Dozens of unassailed steeples
rise above the peninsula canopy—
yet the grace of but one
makes this the
Holy City.
~
Founding Father
As you gallop
through the park
in granite stillness
children stretch from playground swings
toward the cloud-capped roof of innocence—
expecting to break the sky
if they spring out far enough.
And even if they land in earthbound sneakers
they have traveled farther
than your stone horse will take you
ever again.
A child’s rein might lead away from
this block of town square immortality
but they are busy
and don’t come close enough
to notice
your green streaked face
or hear the echo
in your bloodless veins,
Hero.
They don’t know that
you die again
as they squeal in sunlight
and still more
in the sharp of night—
when floodlights point
clear and cold.
~
Intermission
So you pitch a blue tent
in the field out back and
carry in enough booze
to pour yourself out,
prove you are alive
or not.
And you must be alive because
you are unfit to sleep in the house—
because you would lie in the dirt but
you’re not drunk enough to stand
the mosquitoes.
Who cares about the snakes.
You must be alive because
the knife bolts you
when you find it
in the sleeping bag—
because it’s the trap
you want to kill and
when you slash the top of the tent
the stars step back.
And you laugh.
That happens to you.
You, who must be alive because
you’re not watching yourself
wander
numb
by the river—
because that’s you, laughing.
Crying.
Crying when you remember
it is your mother who’s dying—
not you.
Live guilt blossoms
because you would even consider
stealing the stars
from yourself
when soon there will be so much darkness.

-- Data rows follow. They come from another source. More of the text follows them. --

//! # Successor Generation
//!
//! Turns a scored population into the next generation's population of the
//! same size, composing three mechanisms: elitist pairing across the sorted
//! halves, fitness-proportional (roulette wheel) sampling, and a repair pass
//! that tops the result off with crossovers of random top-half pairs.
//!
//! The input population must already be sorted by descending fitness; the
//! evolution driver establishes that ordering after every scoring phase.

use rand::distributions::{Distribution, WeightedIndex};
use rand::Rng;
use tracing::debug;

use crate::config::Config;
use crate::error::{GeneticError, Result};
use crate::genome::{Genome, Individual};
use crate::rng::RandomNumberGenerator;

/// Produces the next population from a scored, descending-sorted one.
///
/// The returned population has exactly the input's size. When fewer than
/// half the input genomes are non-empty, fresh random individuals are
/// appended to the breeding pool first, preventing runaway genome collapse;
/// the injected individuals carry no fitness and only enter through uniform
/// mate choice and repair pairs, never through the wheel.
///
/// # Errors
///
/// Returns [`GeneticError::EmptyPopulation`] for an empty input and
/// propagates crossover failures.
pub fn generate_successors<G: Genome>(
    population: &[Individual<G>],
    config: &Config,
    rng: &mut RandomNumberGenerator,
) -> Result<Vec<Individual<G>>> {
    if population.is_empty() {
        return Err(GeneticError::EmptyPopulation);
    }
    let size = population.len();
    let num_parents = size / 2;

    let mut pool: Vec<Individual<G>> = population.to_vec();
    let non_empty = pool
        .iter()
        .filter(|individual| !individual.genome().is_empty())
        .count();
    if non_empty < num_parents {
        debug!(
            non_empty,
            injected = num_parents - non_empty,
            "population degenerating, injecting random individuals"
        );
        for _ in non_empty..num_parents {
            pool.push(Individual::random(config, rng));
        }
    }

    let mut successors: Vec<Individual<G>> = Vec::with_capacity(size + 1);

    // Elitist pairing: the best of the top half crossed with their
    // counterparts in the bottom half.
    let elite_pairs = num_parents - num_parents / 10;
    for i in 0..elite_pairs {
        let children = pool[i].generate_children(&pool[num_parents + i], config, rng)?;
        successors.extend(children);
    }

    // Roulette wheel: fill the remaining slots proportionally to fitness.
    let total: f64 = population
        .iter()
        .filter_map(Individual::fitness)
        .sum();
    if total > 0.0 && successors.len() < size {
        let weights: Vec<f64> = pool[..size]
            .iter()
            .map(|individual| individual.fitness().unwrap_or(0.0).max(0.0))
            .collect();
        if let Ok(wheel) = WeightedIndex::new(&weights) {
            for _ in 0..size - successors.len() {
                let parent = &pool[wheel.sample(&mut rng.rng)];
                let mate = &pool[rng.rng.gen_range(0..pool.len())];
                successors.extend(parent.generate_children(mate, config, rng)?);
            }
        }
    }

    // Repair: top off with random top-half pairs, then trim to size.
    while successors.len() < size {
        let a = rng.rng.gen_range(0..num_parents.max(1));
        let b = rng.rng.gen_range(0..num_parents.max(1));
        let children = pool[a].generate_children(&pool[b], config, rng)?;
        successors.extend(children);
    }
    successors.truncate(size);
    Ok(successors)
}

#[cfg(test)]
mod tests {
    use super::*;
    use crate::fitness::{FitnessFunction, LevelEvaluator, Metrics, METRIC_NAMES};
    use crate::genome::DesignGenome;
    use crate::level::Level;

    struct ConstantEvaluator;

    impl LevelEvaluator for ConstantEvaluator {
        fn evaluate(&self, _level: &Level) -> Result<Metrics> {
            Ok(METRIC_NAMES
                .iter()
                .map(|name| (name.to_string(), 1.0))
                .collect())
        }
    }

    fn scored_population<G: Genome>(
        size: usize,
        empties: usize,
        config: &Config,
        rng: &mut RandomNumberGenerator,
    ) -> Vec<Individual<G>> {
        let fitness = FitnessFunction::new(ConstantEvaluator);
        let mut population: Vec<Individual<G>> = (0..size)
            .map(|i| {
                if i < empties {
                    Individual::empty(config)
                } else {
                    Individual::random(config, rng)
                }
            })
            .collect();
        for individual in &population {
            fitness.score(individual, config).unwrap();
        }
        population.sort_by(|a, b| {
            b.fitness()
                .unwrap_or(f64::NEG_INFINITY)
                .total_cmp(&a.fitness().unwrap_or(f64::NEG_INFINITY))
        });
        population
    }

    #[test]
    fn test_successors_preserve_size_for_design_genomes() {
        let config = Config::default();
        let mut rng = RandomNumberGenerator::from_seed(41);
        for size in 2..=12 {
            let population = scored_population::<DesignGenome>(size, 0, &config, &mut rng);
            let successors = generate_successors(&population, &config, &mut rng).unwrap();
            assert_eq!(successors.len(), size);
        }
    }

    #[test]
    fn test_successors_preserve_size_for_grid_genomes() {
        let config = Config::default();
        let mut rng = RandomNumberGenerator::from_seed(42);
        for size in 2..=8 {
            let population = scored_population::<Level>(size, 0, &config, &mut rng);
            let successors = generate_successors(&population, &config, &mut rng).unwrap();
            assert_eq!(successors.len(), size);
        }
    }

    #[test]
    fn test_majority_empty_population_recovers() {
        let config = Config::default();
        let mut rng = RandomNumberGenerator::from_seed(43);
        // Far more than half the genomes are empty
        let population = scored_population::<DesignGenome>(10, 8, &config, &mut rng);

        let successors = generate_successors(&population, &config, &mut rng).unwrap();
        assert_eq!(successors.len(), 10);
    }

    #[test]
    fn test_empty_population_is_an_error() {
        let config = Config::default();
        let mut rng = RandomNumberGenerator::from_seed(44);
        let population: Vec<Individual<DesignGenome>> = Vec::new();

        let result = generate_successors(&population, &config, &mut rng);
        assert!(matches!(result, Err(GeneticError::EmptyPopulation)));
    }

    #[test]
    fn test_successor_individuals_are_unscored() {
        let config = Config::default();
        let mut rng = RandomNumberGenerator::from_seed(45);
        let population = scored_population::<DesignGenome>(6, 0, &config, &mut rng);

        let successors = generate_successors(&population, &config, &mut rng).unwrap();
        for individual in &successors {
            assert_eq!(individual.fitness(), None);
        }
    }
}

And they are fragile, the stars,
despite how they sometimes slice you.
Yes, you must be alive because
look at you scraping
labels from the empty bottles
and slinging them
to the recycle pile—
because you pick up the knife
and wonder where you put
the duct tape.
Nobody dead would do that.
~
Conjure Woman
Maiden, I have called you. Enter.
Closer now, and fade the lamplight.
I have watched you
in the nighthawk alley
aching alone in the stillness. But
in that courtyard news will never come.
Bound and bent they keep
him, far from the reaches
of your ever listening.
Yet his cries mingle in the pale wind,
and I hear them every nightfall.
I will tell you where to find him,
if you choose the dread and desert.
Only then can you begin to know that
nothing stands but dark. And
light bends to make the night more seemly.
They will tell you
white and white and white
and never stop. They will tell you
that but cannot keep you.
Ride in distance
through the furied sunset
past dahlias trailing
wildly across black dirt.
When silver separates the thunder
branch off at the thistle tree
and listen.
And if you can bear it, from
there you can hear the world.
Then you will find him.
Then you can know
why they tremble in the splintered twilight
and would sooner tear their hearts than say
that
I am of the other wonder.
~
Communion
The happy situation of a
notebook filled with lines—
no matter how poorly or
well placed on the page,
one following the next,
written here by me
or there by you
as we carefully
crashingly
longingly
lovingly
try to tell it
like it is,
was, will be.
Try.
We hold the pen and
roll our fingertips while
trains insist on distant tracks
and years bend over edgewise.
From time to time we walk away
to refill the larders
of life
but we always come back to them.
Words.
I didn’t think of you there
with your pain and tenderness
while I slow danced and
shimmied with my own.
But you are so clear to me now,
leaning over your cluttered desk
or propped in a bed of pillows.
I have wishes for you—
to finish drafts
and publish work
and catch every train
your heart sends you.
And when I take up my pen
for the first mark of the day
I will raise a glass in your honor
whether I remember to lift it or not.